Psychological and behavioural responses in human-agent vs. human-human interactions: a systematic review and meta-analysis
Zhou, Jianan, Corbett, Fleur, Byun, Joori, Porat, Talya, van Zalk, Nejra
Interactive intelligent agents are being integrated across society. Despite achieving human-like capabilities, humans' responses to these agents remain poorly understood, with research fragmented across disciplines. We conducted a first systematic synthesis comparing a range of psychological and behavioural responses in matched human-agent vs. human-human dyadic interactions. A total of 162 eligible studies (146 contributed to the meta-analysis; 468 effect sizes) were included in the systematic review and meta-analysis, which integrated frequentist and Bayesian approaches. Our results indicate that individuals exhibited less prosocial behaviour and moral engagement when interacting with agents vs. humans. They attributed less agency and responsibility to agents, perceiving them as less competent, likeable, and socially present. In contrast, individuals' social alignment (i.e., alignment or adaptation of internal states and behaviours with partners), trust in partners, personal agency, task performance, and interaction experiences were generally comparable when interacting with agents vs. humans.

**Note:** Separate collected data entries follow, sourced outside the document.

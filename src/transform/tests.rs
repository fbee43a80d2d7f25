use super::*;
use crate::parser::{GemParser, ParserConfig, TreeParser, GEMS_NAMESPACE};
use tempfile::tempdir;

const CATALOG_XML: &str = include_str!("../../tests/data/gems.xml");
const BY_PRECIOUSNESS: &str = include_str!("../../tests/data/by_preciousness.toml");

fn fixture(name: &str) -> PathBuf {
    Path::new(env!("CARGO_MANIFEST_DIR")).join("tests/data").join(name)
}

fn render(xml: &str, sheet: &TransformSheet) -> String {
    let mut out = Vec::new();
    transform_to_writer(xml, sheet, &mut out).unwrap();
    String::from_utf8(out).unwrap()
}

fn group_keys(output: &str, sheet: &TransformSheet) -> Vec<String> {
    let document = Document::parse(output).unwrap();
    document
        .root_element()
        .children()
        .filter(|n| n.is_element())
        .map(|n| n.attribute(sheet.group_attribute.as_str()).unwrap().to_string())
        .collect()
}

fn ids_in_group(output: &str, key: &str) -> Vec<String> {
    let document = Document::parse(output).unwrap();
    let group = document
        .root_element()
        .children()
        .find(|n| n.attribute("name") == Some(key))
        .unwrap();
    group
        .children()
        .filter(|n| n.is_element())
        .map(|n| n.attribute("id").unwrap().to_string())
        .collect()
}

#[test]
fn test_groups_in_first_seen_order_sorted_by_value() {
    let sheet = TransformSheet::from_str(BY_PRECIOUSNESS).unwrap();
    let output = render(CATALOG_XML, &sheet);

    assert_eq!(group_keys(&output, &sheet), ["precious", "semi-precious"]);
    assert_eq!(
        ids_in_group(&output, "precious"),
        ["gem002", "gem001", "gem003", "gem006"]
    );
    assert_eq!(
        ids_in_group(&output, "semi-precious"),
        ["gem007", "gem005", "gem004"]
    );

    let document = Document::parse(&output).unwrap();
    let root = document.root_element();
    assert!(root.has_tag_name((GEMS_NAMESPACE, "gemsByPreciousness")));
    let first = root.first_element_child().unwrap();
    assert_eq!(first.tag_name().name(), "category");
    assert_eq!(first.attribute("count"), Some("4"));
}

#[test]
fn test_unsorted_keeps_document_order() {
    let sheet = TransformSheet::default();
    let output = render(CATALOG_XML, &sheet);
    assert_eq!(
        ids_in_group(&output, "precious"),
        ["gem001", "gem002", "gem003", "gem006"]
    );
}

#[test]
fn test_sort_by_name_ignores_case() {
    let sheet = TransformSheet {
        sort_by: Some(SortField::Name),
        ..TransformSheet::default()
    };
    let output = render(CATALOG_XML, &sheet);
    // Diamond, emerald, Ruby, Sapphire
    assert_eq!(
        ids_in_group(&output, "precious"),
        ["gem001", "gem003", "gem002", "gem006"]
    );
}

#[test]
fn test_copied_gems_parse_back_identically() {
    let sheet = TransformSheet::from_str(BY_PRECIOUSNESS).unwrap();
    let output = render(CATALOG_XML, &sheet);

    let parser = TreeParser::new(ParserConfig::default());
    let mut original = parser.parse_str(CATALOG_XML).unwrap();
    let mut derived = parser.parse_str(&output).unwrap();
    original.sort_by(|a, b| a.id.cmp(&b.id));
    derived.sort_by(|a, b| a.id.cmp(&b.id));

    assert_eq!(original.len(), derived.len());
    for (a, b) in original.iter().zip(&derived) {
        assert!(a.same_content(b), "{a:?} != {b:?}");
    }
}

#[test]
fn test_compact_output_without_indent() {
    let sheet = TransformSheet {
        indent: 0,
        ..TransformSheet::default()
    };
    let output = render(CATALOG_XML, &sheet);
    assert!(output.starts_with("<?xml version=\"1.0\" encoding=\"UTF-8\"?>"));
    assert_eq!(output.lines().count(), 1);
}

#[test]
fn test_foreign_elements_keep_their_namespace() {
    let xml = r#"<gems xmlns="http://www.example.com/gems" xmlns:x="urn:extra">
        <gem id="a"><name>A &amp; B</name><preciousness>precious</preciousness>
            <x:note x:lang="en">kept</x:note><plain xmlns=""/></gem>
    </gems>"#;
    let output = render(xml, &TransformSheet::default());

    let document = Document::parse(&output).unwrap();
    let note = document
        .descendants()
        .find(|n| n.has_tag_name(("urn:extra", "note")))
        .unwrap();
    assert_eq!(note.text(), Some("kept"));
    assert_eq!(note.attribute(("urn:extra", "lang")), Some("en"));
    let plain = document.descendants().find(|n| n.has_tag_name("plain")).unwrap();
    assert_eq!(plain.tag_name().namespace(), None);
    let name = document
        .descendants()
        .find(|n| n.has_tag_name((GEMS_NAMESPACE, "name")))
        .unwrap();
    assert_eq!(name.text(), Some("A & B"));
}

#[test]
fn test_gem_without_group_key_lands_in_empty_group() {
    let xml = r#"<gems xmlns="http://www.example.com/gems"><gem id="x"><name>X</name></gem></gems>"#;
    let output = render(xml, &TransformSheet::default());
    assert_eq!(ids_in_group(&output, ""), ["x"]);
}

#[test]
fn test_empty_catalog_writes_empty_root() {
    let output = render(
        r#"<gems xmlns="http://www.example.com/gems"/>"#,
        &TransformSheet::default(),
    );
    let document = Document::parse(&output).unwrap();
    assert_eq!(document.root_element().tag_name().name(), "gemsByPreciousness");
    assert!(!document.root_element().has_children());
}

#[test]
fn test_transform_files() {
    let dir = tempdir().unwrap();
    let output = dir.path().join("by_preciousness.xml");

    transform(&fixture("gems.xml"), &fixture("by_preciousness.toml"), &output).unwrap();

    let written = std::fs::read_to_string(&output).unwrap();
    assert!(!written.is_empty());
    assert!(written.contains("<category name=\"precious\" count=\"4\">"));
    // nothing but the output left in the directory
    assert_eq!(std::fs::read_dir(dir.path()).unwrap().count(), 1);
}

#[test]
fn test_transform_missing_inputs() {
    let dir = tempdir().unwrap();
    let output = dir.path().join("out.xml");

    let err = transform(Path::new("nonexistent.xml"), &fixture("by_preciousness.toml"), &output).unwrap_err();
    assert!(matches!(err, TransformError::Read { .. }));

    let err = transform(&fixture("gems.xml"), Path::new("nonexistent.toml"), &output).unwrap_err();
    assert!(matches!(err, TransformError::Read { .. }));

    assert!(!output.exists());
}

#[test]
fn test_transform_invalid_output_path() {
    let err = transform(
        &fixture("gems.xml"),
        &fixture("by_preciousness.toml"),
        Path::new("/invalid/path/out.xml"),
    )
    .unwrap_err();
    assert!(matches!(err, TransformError::Write { .. }));
}

#[test]
fn test_malformed_input_leaves_no_output() {
    let dir = tempdir().unwrap();
    let output = dir.path().join("out.xml");
    let err = transform_to_file("<gems><gem></gems>", &TransformSheet::default(), &output).unwrap_err();
    assert!(matches!(err, TransformError::Document(_)));
    assert!(!output.exists());
    assert_eq!(std::fs::read_dir(dir.path()).unwrap().count(), 0);
}
//! # Gem Catalog Validation Module
//!
//! Checks a catalog document against its XML schema before it is handed to
//! the parsers. Parsers assume a valid document; validation is how a caller
//! earns that assumption.
//!
//! ## Validation Checklist
//!
//! 1. **Schema**: the schema is readable, is an XSD, and declares a target namespace
//! 2. **Well-formedness**: the document parses as XML
//! 3. **Root element**: the root is declared by the schema in its target namespace
//! 4. **Content model**: required children, occurrence bounds, order, attributes
//! 5. **Enumerations**: values drawn from the schema's enumeration facets
//! 6. **Numeric values**: `xs:decimal` / `xs:integer` lexical forms and inclusive bounds
//! 7. **Unique ids**: no two `xs:ID` attributes share a value
//!
//! ## Usage
//!
//! ```rust,no_run
//! use gemxml::validator::validate_catalog;
//! use std::path::Path;
//!
//! let report = validate_catalog(Path::new("gems.xml"), Path::new("gems.xsd"))?;
//! println!("{}", report);
//! # Ok::<(), anyhow::Error>(())
//! ```

use std::path::{Path, PathBuf};

use anyhow::Result;
use log::{error, info};

pub use report::{CheckStatus, ValidationCheck, ValidationReport};

mod document;
mod report;
mod schema;

/// Validation error types
#[derive(Debug, thiserror::Error)]
pub enum ValidationError {
    /// A document or schema file could not be read
    #[error("Cannot read {}: {source}", path.display())]
    Io {
        /// The file that failed
        path: PathBuf,
        /// Underlying I/O error
        #[source]
        source: std::io::Error,
    },

    /// The schema is malformed or uses constructs outside the supported subset
    #[error("Schema error: {0}")]
    Schema(String),
}

/// Run every check and collect the results
///
/// Unreadable files are errors; everything wrong with their content is a
/// failed check in the returned report.
pub fn validate_catalog(xml_path: &Path, schema_path: &Path) -> Result<ValidationReport> {
    let mut report = ValidationReport::new(xml_path.display().to_string(), schema_path.display().to_string());

    // 1. Schema
    let Some(schema) = schema::check_schema(schema_path, &mut report)? else {
        return Ok(report);
    };

    // 2-7. Document against schema
    document::check_document(xml_path, &schema, &mut report)?;

    info!(
        "Validated {}: {} passed, {} warnings, {} failed",
        xml_path.display(),
        report.success_count(),
        report.warning_count(),
        report.failure_count()
    );
    Ok(report)
}

/// True only when the document passes every check
///
/// Never panics and never returns an error: read failures and schema
/// problems are logged and yield `false`.
pub fn validate(xml_path: &Path, schema_path: &Path) -> bool {
    match validate_catalog(xml_path, schema_path) {
        Ok(report) => report.passed(),
        Err(e) => {
            error!("Validation of {} aborted: {:#}", xml_path.display(), e);
            false
        }
    }
}

#[cfg(test)]
mod tests {
    use super::*;
    use std::io::Write;
    use tempfile::NamedTempFile;

    fn fixture(name: &str) -> PathBuf {
        Path::new(env!("CARGO_MANIFEST_DIR")).join("tests/data").join(name)
    }

    fn temp_file(content: &str) -> NamedTempFile {
        let mut file = NamedTempFile::new().unwrap();
        file.write_all(content.as_bytes()).unwrap();
        file
    }

    #[test]
    fn test_validation_report_display() {
        let mut report = ValidationReport::new("test.xml", "test.xsd");
        report.add_check(ValidationCheck::ok("Schema loaded"));
        report.add_check(ValidationCheck::warning("Target namespace", "schema has no targetNamespace"));
        report.add_check(ValidationCheck::failed("Root element", "<note> is not declared"));

        let output = report.to_string();
        assert!(output.starts_with("Validating test.xml against test.xsd\n"), "{output}");
        assert!(output.contains("  ok    Schema loaded\n"), "{output}");
        assert!(output.contains("  warn  Target namespace: schema has no targetNamespace\n"), "{output}");
        assert!(output.contains("  FAIL  Root element: <note> is not declared\n"), "{output}");
        assert!(output.ends_with("3 checks: 1 ok, 1 warning(s), 1 failed; catalog is invalid\n"), "{output}");
    }

    #[test]
    fn test_problem_lists_are_truncated() {
        let problems: Vec<String> = (1..=25).map(|i| format!("problem {i}")).collect();
        let check = ValidationCheck::from_problems("Many", &problems);
        assert_eq!(
            check.status,
            CheckStatus::Failed("problem 1; problem 2; problem 3; and 22 more".to_string())
        );
        assert_eq!(check.problems.len(), 25);
        assert_eq!(ValidationCheck::from_problems("None", &[]).status, CheckStatus::Ok);

        let mut report = ValidationReport::new("gems.xml", "gems.xsd");
        report.add_check(check);
        let output = report.to_string();
        assert!(output.contains("  FAIL  Many (25 problems)\n"), "{output}");
        assert!(output.contains("          - problem 20\n"));
        assert!(!output.contains("- problem 21\n"));
        assert!(output.contains("          ... 5 more\n"));
    }

    #[test]
    fn test_fixture_catalog_is_valid() {
        let report = validate_catalog(&fixture("gems.xml"), &fixture("gems.xsd")).unwrap();
        assert!(report.passed(), "{report}");
        assert!(!report.has_warnings());
        assert_eq!(report.success_count(), 8);
        assert!(validate(&fixture("gems.xml"), &fixture("gems.xsd")));
    }

    #[test]
    fn test_invalid_catalog_fails() {
        let xml = std::fs::read_to_string(fixture("gems.xml")).unwrap();
        let broken = temp_file(&xml.replacen("<g:color>purple</g:color>", "<g:color>violet</g:color>", 1));

        let report = validate_catalog(broken.path(), &fixture("gems.xsd")).unwrap();
        assert!(!report.passed());
        assert_eq!(report.failure_count(), 1);
        assert!(!validate(broken.path(), &fixture("gems.xsd")));
    }

    #[test]
    fn test_missing_files_are_errors() {
        let missing = Path::new("/nonexistent/gems.xml");
        let err = validate_catalog(missing, &fixture("gems.xsd")).unwrap_err();
        assert!(err.to_string().contains("/nonexistent/gems.xml"));
        assert!(!validate(missing, &fixture("gems.xsd")));

        assert!(validate_catalog(&fixture("gems.xml"), Path::new("/nonexistent/gems.xsd")).is_err());
        assert!(!validate(&fixture("gems.xml"), Path::new("/nonexistent/gems.xsd")));
    }

    #[test]
    fn test_unusable_schema_stops_early() {
        let schema = temp_file("<not-a-schema/>");
        let report = validate_catalog(&fixture("gems.xml"), schema.path()).unwrap();
        assert!(!report.passed());
        assert_eq!(report.checks.len(), 1);
        assert!(!validate(&fixture("gems.xml"), schema.path()));
    }

    #[test]
    fn test_schema_without_target_namespace_warns() {
        let schema = temp_file(
            r#"<xs:schema xmlns:xs="http://www.w3.org/2001/XMLSchema">
                 <xs:element name="note" type="xs:string"/>
               </xs:schema>"#,
        );
        let xml = temp_file("<note>hello</note>");
        let report = validate_catalog(xml.path(), schema.path()).unwrap();
        assert!(report.passed(), "{report}");
        assert!(report.has_warnings());
    }
}
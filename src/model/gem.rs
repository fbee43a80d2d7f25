use std::hash::{Hash, Hasher};

use bigdecimal::BigDecimal;
use serde::{Deserialize, Serialize};

use super::{Color, Preciousness};

/// One group of visual parameters attached to a gem
///
/// Equality is structural over all fields.
#[derive(Debug, Clone, Default, PartialEq, Eq, Hash, Serialize, Deserialize)]
pub struct VisualParameters {
    /// Colors in document order (duplicates kept)
    pub colors: Vec<Color>,
    /// Transparency percentage, exact as written in the document
    pub transparency: Option<BigDecimal>,
    /// Number of facets
    pub facets: Option<i32>,
}

impl VisualParameters {
    /// Create a visual-parameters group from its parts
    pub fn new(colors: Vec<Color>, transparency: BigDecimal, facets: i32) -> Self {
        Self {
            colors,
            transparency: Some(transparency),
            facets: Some(facets),
        }
    }
}

/// A gem record from the catalog
///
/// Identity is the `id` attribute alone: `PartialEq` and `Hash` only look at
/// [`Gem::id`], so two gems with the same id (including two gems without one)
/// compare equal whatever their other fields hold. Use [`Gem::same_content`]
/// to compare every field.
#[derive(Debug, Clone, Default, Serialize, Deserialize)]
pub struct Gem {
    /// Identifier from the `id` attribute (empty when absent)
    pub id: String,
    /// Display name
    pub name: String,
    /// Category, if the document supplied one
    pub preciousness: Option<Preciousness>,
    /// Place of origin
    pub origin: String,
    /// Visual-parameter groups in document order
    pub visual_parameters: Vec<VisualParameters>,
    /// Value in carats, exact as written in the document
    pub value: Option<BigDecimal>,
}

impl Gem {
    /// Structural equality over every field, including nested groups
    pub fn same_content(&self, other: &Gem) -> bool {
        self.id == other.id
            && self.name == other.name
            && self.preciousness == other.preciousness
            && self.origin == other.origin
            && self.value == other.value
            && self.visual_parameters == other.visual_parameters
    }

    /// Total number of colors across all visual-parameter groups
    pub fn color_count(&self) -> usize {
        self.visual_parameters.iter().map(|vp| vp.colors.len()).sum()
    }
}

impl PartialEq for Gem {
    fn eq(&self, other: &Self) -> bool {
        self.id == other.id
    }
}

impl Eq for Gem {}

impl Hash for Gem {
    fn hash<H: Hasher>(&self, state: &mut H) {
        self.id.hash(state);
    }
}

We observed high effect-size heterogeneity for many subjective responses (i.e., social perceptions of partners, subjective trust, and interaction experiences), suggesting context-dependency of partner effects. By examining the characteristics of studies, participants, partners, interaction scenarios, and response measures, we also identified several moderators shaping partner effects. Overall, functional behaviours and interactive experiences with agents can resemble those with humans, whereas fundamental social attributions and moral/prosocial concerns lag in human-agent interactions. Agents are thus afforded instrumental value on par with humans but lack comparable intrinsic value, providing practical implications for agent design and regulation.